Traditionally, some funds have purchased distressed office assets and allowed them to sit vacant, waiting to secure traditional long-term leases. This model has been acceptable in the past as long term tenancies often help increase the valuation estimate of a building. Valuation can be based upon expected rent; even if a long term occupier is unlikely to materialise. This scenario is increasingly the case in this changed world of business, where start-ups and SMEs are revolutionising the marketplace.

Yet the office sector has been slow to acknowledge this change, continuing to value assets based on long term lease valuation; leases that are restrictive and pushing smaller, yet growing, businesses away. In order to run efficiently, SMEs need to respond to their markets quickly, expanding or decreasing when necessary, and will therefore demand greater flexibility and freedom from their working space. In short, very short-term commitments.  

A reliance on the traditional ‘investment method’ of valuation for commercial property means landlords are missing a great business opportunity to tailor their under-utilised, second hand office space and lease terms to the different requirements of start-ups and SMEs, subsequently allowing them to maintain a presence in the burgeoning business hubs of many of our towns and cities.

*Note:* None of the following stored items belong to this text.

/// Demo data for local development
///
/// [`seed`] wipes every table and loads a small fixed catalog: an admin, six
/// members, ten well-known films, a random spread of votes and fifteen
/// comments. Votes go through [`Vote::cast`] so the movie counters are
/// produced by the same reconciliation path the API uses.
///
/// Demo accounts:
///
/// | Email | Password | Role |
/// |---|---|---|
/// | admin@moviehub.com | admin123 | admin |
/// | user@moviehub.com | user1234 | user |
/// | alice@example.com (and bob, carol, david, emma) | password123 | user |

use chrono::{DateTime, TimeZone, Utc};
use rand::seq::SliceRandom;
use rand::Rng;
use sqlx::PgPool;
use tracing::{info, warn};
use uuid::Uuid;

use crate::auth::password::hash_password;
use crate::models::movie::{Movie, MovieQuery, MovieSort, MovieWithCreator};
use crate::models::user::{CreateUser, User, UserRole};
use crate::models::vote::Vote;
use crate::tally::VoteType;

/// Fewest voters drawn per movie
pub const MIN_VOTERS_PER_MOVIE: usize = 3;

/// Most voters drawn per movie
pub const MAX_VOTERS_PER_MOVIE: usize = 6;

/// Chance that a seeded vote is an upvote
pub const UPVOTE_PROBABILITY: f64 = 0.7;

/// Error type for seeding
#[derive(Debug, thiserror::Error)]
pub enum SeedError {
    #[error("Password hashing failed: {0}")]
    Password(#[from] crate::auth::password::PasswordError),

    #[error("Vote failed: {0}")]
    Vote(#[from] crate::models::vote::VoteError),

    #[error("Database error: {0}")]
    Database(#[from] sqlx::Error),
}

/// What [`seed`] created
#[derive(Debug, Clone)]
pub struct SeedSummary {
    pub users: usize,
    pub movies: usize,
    pub votes: usize,
    pub comments: usize,

    /// Highest-scoring movies after seeding, best first
    pub top_movies: Vec<MovieWithCreator>,
}

/// One planned vote: indexes into the seeded user and movie lists
#[derive(Debug, Clone, Copy, PartialEq, Eq)]
pub struct PlannedVote {
    pub user: usize,
    pub movie: usize,
    pub vote_type: VoteType,
}

struct SeedUser {
    name: &'static str,
    email: &'static str,
    password: &'static str,
    role: UserRole,
}

struct SeedMovie {
    title: &'static str,
    description: &'static str,
    added_by: usize,
    day: u32,
}

struct SeedComment {
    user: usize,
    movie: usize,
    body: &'static str,
    day: u32,
    hour: u32,
    minute: u32,
}

const USERS: &[SeedUser] = &[
    SeedUser { name: "Admin User", email: "admin@moviehub.com", password: "admin123", role: UserRole::Admin },
    SeedUser { name: "John Doe", email: "user@moviehub.com", password: "user1234", role: UserRole::User },
    SeedUser { name: "Alice Smith", email: "alice@example.com", password: "password123", role: UserRole::User },
    SeedUser { name: "Bob Johnson", email: "bob@example.com", password: "password123", role: UserRole::User },
    SeedUser { name: "Carol Williams", email: "carol@example.com", password: "password123", role: UserRole::User },
    SeedUser { name: "David Brown", email: "david@example.com", password: "password123", role: UserRole::User },
    SeedUser { name: "Emma Davis", email: "emma@example.com", password: "password123", role: UserRole::User },
];

const MOVIES: &[SeedMovie] = &[
    SeedMovie {
        title: "The Shawshank Redemption",
        description: "Two imprisoned men bond over a number of years, finding solace and eventual redemption through acts of common decency.",
        added_by: 1,
        day: 15,
    },
    SeedMovie {
        title: "Pulp Fiction",
        description: "The lives of two mob hitmen, a boxer, a gangster and his wife intertwine in four tales of violence and redemption.",
        added_by: 2,
        day: 16,
    },
    SeedMovie {
        title: "The Dark Knight",
        description: "When the Joker wreaks havoc on Gotham, Batman must face one of the greatest psychological tests of his ability to fight injustice.",
        added_by: 3,
        day: 17,
    },
    SeedMovie {
        title: "Forrest Gump",
        description: "Decades of American history unfold through the eyes of an Alabama man with a big heart.",
        added_by: 4,
        day: 18,
    },
    SeedMovie {
        title: "Inception",
        description: "A thief who steals secrets from dreams is given the inverse task of planting an idea into a CEO's mind.",
        added_by: 1,
        day: 19,
    },
    SeedMovie {
        title: "The Godfather",
        description: "The aging patriarch of a crime dynasty transfers control of his empire to his reluctant son.",
        added_by: 2,
        day: 20,
    },
    SeedMovie {
        title: "Interstellar",
        description: "A team of explorers travels through a wormhole in an attempt to ensure humanity's survival.",
        added_by: 3,
        day: 21,
    },
    SeedMovie {
        title: "Parasite",
        description: "A poor family schemes to become employed by a wealthy household by infiltrating it one member at a time.",
        added_by: 4,
        day: 22,
    },
    SeedMovie {
        title: "Avatar",
        description: "A paraplegic Marine on the moon Pandora is torn between his orders and the world he comes to call home.",
        added_by: 5,
        day: 23,
    },
    SeedMovie {
        title: "Avengers: Endgame",
        description: "After Infinity War, the Avengers assemble once more to reverse Thanos' actions and restore balance to the universe.",
        added_by: 6,
        day: 24,
    },
];

const COMMENTS: &[SeedComment] = &[
    SeedComment { user: 1, movie: 0, body: "This movie changed my perspective on life. Robbins and Freeman are stellar.", day: 16, hour: 10, minute: 30 },
    SeedComment { user: 2, movie: 0, body: "A timeless classic that gets better with each viewing.", day: 16, hour: 14, minute: 20 },
    SeedComment { user: 3, movie: 1, body: "Tarantino at his best! The dialogue is incredibly sharp.", day: 17, hour: 9, minute: 15 },
    SeedComment { user: 4, movie: 1, body: "Travolta and Jackson have amazing chemistry.", day: 17, hour: 16, minute: 45 },
    SeedComment { user: 1, movie: 2, body: "Heath Ledger's Joker is one of the greatest villains in cinema history.", day: 18, hour: 11, minute: 0 },
    SeedComment { user: 2, movie: 2, body: "The Dark Knight trilogy redefined superhero movies.", day: 18, hour: 13, minute: 30 },
    SeedComment { user: 3, movie: 3, body: "Tom Hanks makes you laugh and cry in equal measure.", day: 19, hour: 8, minute: 20 },
    SeedComment { user: 4, movie: 4, body: "Dreams within dreams, executed perfectly. The score is epic.", day: 20, hour: 15, minute: 10 },
    SeedComment { user: 1, movie: 5, body: "Brando set the standard for every crime drama that followed.", day: 21, hour: 12, minute: 40 },
    SeedComment { user: 2, movie: 6, body: "Hard science and emotional storytelling. Breathtaking visuals.", day: 22, hour: 10, minute: 55 },
    SeedComment { user: 3, movie: 7, body: "A brilliant look at social inequality. Deserved every award.", day: 23, hour: 14, minute: 15 },
    SeedComment { user: 5, movie: 8, body: "The world-building is incredible and the effects were revolutionary.", day: 24, hour: 9, minute: 30 },
    SeedComment { user: 6, movie: 9, body: "The perfect conclusion to an eleven-year saga.", day: 25, hour: 16, minute: 20 },
    SeedComment { user: 4, movie: 8, body: "Pandora is breathtakingly beautiful in 3D.", day: 24, hour: 13, minute: 45 },
    SeedComment { user: 5, movie: 9, body: "The final battle sequence is pure cinema magic!", day: 25, hour: 18, minute: 10 },
];

fn january_2024(day: u32, hour: u32, minute: u32) -> DateTime<Utc> {
    Utc.with_ymd_and_hms(2024, 1, day, hour, minute, 0)
        .single()
        .unwrap_or_else(Utc::now)
}

/// Draws the demo votes: 3 to 6 distinct voters per movie, mostly upvotes
///
/// Each (user, movie) pair appears at most once.
pub fn plan_votes<R: Rng + ?Sized>(rng: &mut R, user_count: usize, movie_count: usize) -> Vec<PlannedVote> {
    let mut planned = Vec::new();
    let mut voters: Vec<usize> = (0..user_count).collect();

    for movie in 0..movie_count {
        let wanted = rng.gen_range(MIN_VOTERS_PER_MOVIE..=MAX_VOTERS_PER_MOVIE);
        voters.shuffle(rng);

        for &user in voters.iter().take(wanted) {
            let vote_type = if rng.gen_bool(UPVOTE_PROBABILITY) {
                VoteType::Up
            } else {
                VoteType::Down
            };
            planned.push(PlannedVote { user, movie, vote_type });
        }
    }

    planned
}

/// Removes every row from every table, dependents first
pub async fn clear(pool: &PgPool) -> Result<(), sqlx::Error> {
    sqlx::query("TRUNCATE comments, votes, movies, users")
        .execute(pool)
        .await?;
    info!("Cleared existing data");
    Ok(())
}

/// Replaces the database contents with the demo data set
pub async fn seed<R: Rng + ?Sized>(pool: &PgPool, rng: &mut R) -> Result<SeedSummary, SeedError> {
    clear(pool).await?;

    let mut users = Vec::with_capacity(USERS.len());
    for seed_user in USERS {
        let user = User::create(
            pool,
            CreateUser {
                name: seed_user.name.to_string(),
                email: seed_user.email.to_string(),
                password_hash: hash_password(seed_user.password)?,
                role: seed_user.role,
            },
        )
        .await?;
        users.push(user.id);
    }
    info!(count = users.len(), "Created users");

    let mut movies: Vec<Uuid> = Vec::with_capacity(MOVIES.len());
    for seed_movie in MOVIES {
        let created_at = january_2024(seed_movie.day, 0, 0);
        let id: Uuid = sqlx::query_scalar(
            r#"
            INSERT INTO movies (title, description, added_by, created_at, updated_at)
            VALUES ($1, $2, $3, $4, $4)
            RETURNING id
            "#,
        )
        .bind(seed_movie.title)
        .bind(seed_movie.description)
        .bind(users[seed_movie.added_by])
        .bind(created_at)
        .fetch_one(pool)
        .await?;
        movies.push(id);
    }
    info!(count = movies.len(), "Created movies");

    let planned = plan_votes(rng, users.len(), movies.len());
    for vote in &planned {
        Vote::cast(pool, users[vote.user], movies[vote.movie], vote.vote_type).await?;
    }
    info!(count = planned.len(), "Cast votes");

    for (index, &movie_id) in movies.iter().enumerate() {
        let ledger = Vote::ledger_counters(pool, movie_id).await?;
        if let Some(stored) = Movie::find_by_id(pool, movie_id).await? {
            if stored.movie.counters() != ledger {
                warn!(%movie_id, title = MOVIES[index].title, "Stored counters disagree with the vote ledger");
            }
        }
    }

    for seed_comment in COMMENTS {
        let created_at = january_2024(seed_comment.day, seed_comment.hour, seed_comment.minute);
        sqlx::query(
            r#"
            INSERT INTO comments (user_id, movie_id, body, created_at, updated_at)
            VALUES ($1, $2, $3, $4, $4)
            "#,
        )
        .bind(users[seed_comment.user])
        .bind(movies[seed_comment.movie])
        .bind(seed_comment.body)
        .bind(created_at)
        .execute(pool)
        .await?;
    }
    info!(count = COMMENTS.len(), "Created comments");

    let top_movies = Movie::list(
        pool,
        &MovieQuery {
            search: None,
            sort: MovieSort::Score,
            limit: 5,
        },
    )
    .await?;

    Ok(SeedSummary {
        users: users.len(),
        movies: movies.len(),
        votes: planned.len(),
        comments: COMMENTS.len(),
        top_movies,
    })
}

#[cfg(test)]
mod tests {
    use super::*;
    use crate::auth::password::validate_password_policy;
    use rand::rngs::StdRng;
    use rand::SeedableRng;
    use std::collections::HashSet;

    #[test]
    fn test_plan_votes_respects_voter_bounds() {
        let mut rng = StdRng::seed_from_u64(7);
        let planned = plan_votes(&mut rng, USERS.len(), MOVIES.len());

        for movie in 0..MOVIES.len() {
            let voters = planned.iter().filter(|v| v.movie == movie).count();
            assert!((MIN_VOTERS_PER_MOVIE..=MAX_VOTERS_PER_MOVIE).contains(&voters));
        }
    }

    #[test]
    fn test_plan_votes_has_one_vote_per_pair() {
        let mut rng = StdRng::seed_from_u64(42);
        let planned = plan_votes(&mut rng, USERS.len(), MOVIES.len());

        let pairs: HashSet<(usize, usize)> = planned.iter().map(|v| (v.user, v.movie)).collect();
        assert_eq!(pairs.len(), planned.len());
        assert!(planned.iter().all(|v| v.user < USERS.len()));
    }

    #[test]
    fn test_fixture_references_are_in_range() {
        assert!(MOVIES.iter().all(|m| m.added_by < USERS.len()));
        assert!(COMMENTS.iter().all(|c| c.user < USERS.len() && c.movie < MOVIES.len()));
        assert_eq!(COMMENTS.len(), 15);
    }

    #[test]
    fn test_demo_passwords_pass_policy() {
        for user in USERS {
            assert!(validate_password_policy(user.password).is_ok(), "{}", user.email);
        }
    }
}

So how can traditional distressed fund and asset managers generate value from their assets going forward? What are the opportunities that they have for making good these secondary buildings, away from just relying on conventional long-term lets?

The answer is clear. It’s time to rethink traditional business and investment models that rely on securing long term leases. These commitments just don’t work for the new and increasingly powerful, workforce of SMEs. Alternatives are required in order to generate revenue and increase the asset’s current value.

There are many ways to do this, one of which is to create a small business incubator who can provide flexible short term office space to the new business powerhouses. This SME market provides a real opportunity for forward thinking institutional asset managers to squeeze value from a building prior to any long term plan for conversion. An experienced operator can manage the secondary office location and importantly, attract this key entrepreneurial occupier market through more flexible terms, while the building owner sits back and enjoys a newly generated cash income from regular rental payments.

This is the kind of disruptive business model that bridges the gap between the needs of entrepreneurs and landlords and is the kind of model that savvy opportunistic funds are likely to continue to adopt in 2015. 

We need to take heed of our business community’s demands and offer under-utilised office space at more affordable prices and with shorter, more flexible terms. This will provide the foundation for the future of British business but will, importantly, generate an income from an asset that would otherwise not realise its true potential value.

2015 will be the year for opportunity.

Steve Jude is CEO of Citibase, whose disruptive business model generates short term cash for owners of second hand office buildings.